* [Problem details]
Beginning with the first line of the data below, extract each line up to and including the one containing "use std::collections::HashMap;". Copy them exactly and add nothing.
***** Extracted information
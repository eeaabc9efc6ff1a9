//! Query coalescer folding concurrent last-value lookups into one query
//!
//! An [`EventBatch`] is created per batch or group request with the number of
//! participants that may ask for a last value. Every participant resolves
//! exactly once, either by querying or by skipping. When the last one
//! resolves, a single time-series query over the union of all registered
//! columns is issued and every waiting caller receives its own rows.

use crate::error::CommandError;
use crate::timeseries::{QueryRequest, QueryResponse, TimeSeries};
use std::collections::HashMap;
use std::sync::{Arc, Mutex, MutexGuard, PoisonError};
use tokio::sync::watch;
use tracing::{debug, error};

type SharedRows = Result<Arc<Vec<QueryResponse>>, String>;

#[derive(Default)]
struct BatchState {
    /// Participants that have neither queried nor skipped yet
    outstanding: usize,
    requests: Vec<QueryRequest>,
    /// Request indices per (device, service)
    index: HashMap<(String, String), Vec<usize>>,
    fired: bool,
}

struct Inner {
    token: String,
    timeseries: Arc<dyn TimeSeries>,
    state: Mutex<BatchState>,
    rows: watch::Sender<Option<SharedRows>>,
}

impl Inner {
    fn lock(&self) -> MutexGuard<'_, BatchState> {
        self.state.lock().unwrap_or_else(PoisonError::into_inner)
    }

    /// Mark one participant as decided, firing if it was the last
    fn resolve_one(self: &Arc<Self>) {
        let requests = {
            let mut state = self.lock();
            if state.outstanding == 0 {
                error!("event batch resolved more often than its participant count");
                return;
            }
            state.outstanding -= 1;
            if state.outstanding > 0 {
                return;
            }
            if state.fired {
                error!("event batch already fired, rejecting second query");
                return;
            }
            state.fired = true;
            state.requests.clone()
        };

        // callers registered no columns (or nobody queried): answer without the store
        if requests.is_empty() {
            self.rows.send_replace(Some(Ok(Arc::new(Vec::new()))));
            return;
        }

        debug!("event batch firing one query for {} columns", requests.len());
        let inner = Arc::clone(self);
        tokio::spawn(async move {
            let rows = inner
                .timeseries
                .query(&inner.token, &requests)
                .await
                .map(Arc::new)
                .map_err(|e| e.to_string());
            inner.rows.send_replace(Some(rows));
        });
    }

    /// Grow the participant count for an undecided participant
    fn add_outstanding(&self, extra: usize) {
        self.lock().outstanding += extra;
    }
}

/// Shared coalescing state for one top-level request
#[derive(Clone)]
pub struct EventBatch {
    inner: Arc<Inner>,
}

impl EventBatch {
    /// Create a batch expecting `expected_call_count` participants
    pub fn new(token: &str, timeseries: Arc<dyn TimeSeries>, expected_call_count: usize) -> Self {
        let (rows, _) = watch::channel(None);
        Self {
            inner: Arc::new(Inner {
                token: token.to_string(),
                timeseries,
                state: Mutex::new(BatchState {
                    outstanding: expected_call_count,
                    ..Default::default()
                }),
                rows,
            }),
        }
    }

    /// Hand out a participant handle for one of the expected calls
    pub fn participant(&self) -> Participant {
        Participant {
            batch: Some(self.clone()),
        }
    }

    /// Register `columns` for (device, service) and wait for the shared query
    ///
    /// Repeated calls for the same pair reuse the first registration.
    pub async fn query(
        &self,
        device_id: &str,
        service_id: &str,
        columns: &[String],
    ) -> Result<Vec<QueryResponse>, CommandError> {
        let (indices, mut rx) = {
            let mut guard = self.inner.lock();
            if guard.fired || guard.outstanding == 0 {
                return Err(CommandError::Internal("event batch already fired".into()));
            }
            let state = &mut *guard;
            let key = (device_id.to_string(), service_id.to_string());
            let indices = match state.index.get(&key) {
                Some(existing) => existing.clone(),
                None => {
                    let start = state.requests.len();
                    state.requests.extend(
                        columns
                            .iter()
                            .map(|column| QueryRequest::new(device_id, service_id, column.clone())),
                    );
                    let fresh: Vec<usize> = (start..state.requests.len()).collect();
                    state.index.insert(key, fresh.clone());
                    fresh
                }
            };
            (indices, self.inner.rows.subscribe())
        };

        self.inner.resolve_one();

        let shared = rx
            .wait_for(Option::is_some)
            .await
            .map_err(|_| CommandError::Internal("event batch dropped before firing".into()))?
            .clone();

        let rows = match shared {
            Some(Ok(rows)) => rows,
            Some(Err(cause)) => return Err(CommandError::LastValue(cause)),
            None => return Err(CommandError::Internal("event batch produced no rows".into())),
        };

        indices
            .iter()
            .map(|&i| {
                rows.get(i).cloned().ok_or_else(|| {
                    CommandError::LastValue(format!(
                        "time-series returned {} rows, row {} missing",
                        rows.len(),
                        i
                    ))
                })
            })
            .collect()
    }

    /// Declare that one participant will not query
    pub fn skip(&self) {
        self.inner.resolve_one();
    }
}

/// One expected call of an [`EventBatch`]
///
/// Dropping an unused participant counts as a skip, so every code path that
/// does not end up on the last-value path keeps the count consistent.
pub struct Participant {
    batch: Option<EventBatch>,
}

impl Participant {
    pub async fn query(
        mut self,
        device_id: &str,
        service_id: &str,
        columns: &[String],
    ) -> Result<Vec<QueryResponse>, CommandError> {
        match self.batch.take() {
            Some(batch) => batch.query(device_id, service_id, columns).await,
            None => Err(CommandError::Internal("participant already resolved".into())),
        }
    }

    /// Replace this participant by `n` participants
    ///
    /// Used once a group request knows how many sub-commands it resolved to.
    pub fn fork(mut self, n: usize) -> Vec<Participant> {
        let Some(batch) = self.batch.take() else {
            return Vec::new();
        };
        if n == 0 {
            batch.skip();
            return Vec::new();
        }
        batch.inner.add_outstanding(n - 1);
        (0..n).map(|_| batch.participant()).collect()
    }
}

impl Drop for Participant {
    fn drop(&mut self) {
        if let Some(batch) = self.batch.take() {
            batch.skip();
        }
    }
}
**********
* [Solution to the problem]
repository eeaabc9efc6ff1a9
//! Query coalescer folding concurrent last-value lookups into one query
//!
//! An [`EventBatch`] is created per batch or group request with the number of
//! participants that may ask for a last value. Every participant resolves
//! exactly once, either by querying or by skipping. When the last one
//! resolves, a single time-series query over the union of all registered
//! columns is issued and every waiting caller receives its own rows.

use crate::error::CommandError;
use crate::timeseries::{QueryRequest, QueryResponse, TimeSeries};
use std::collections::HashMap;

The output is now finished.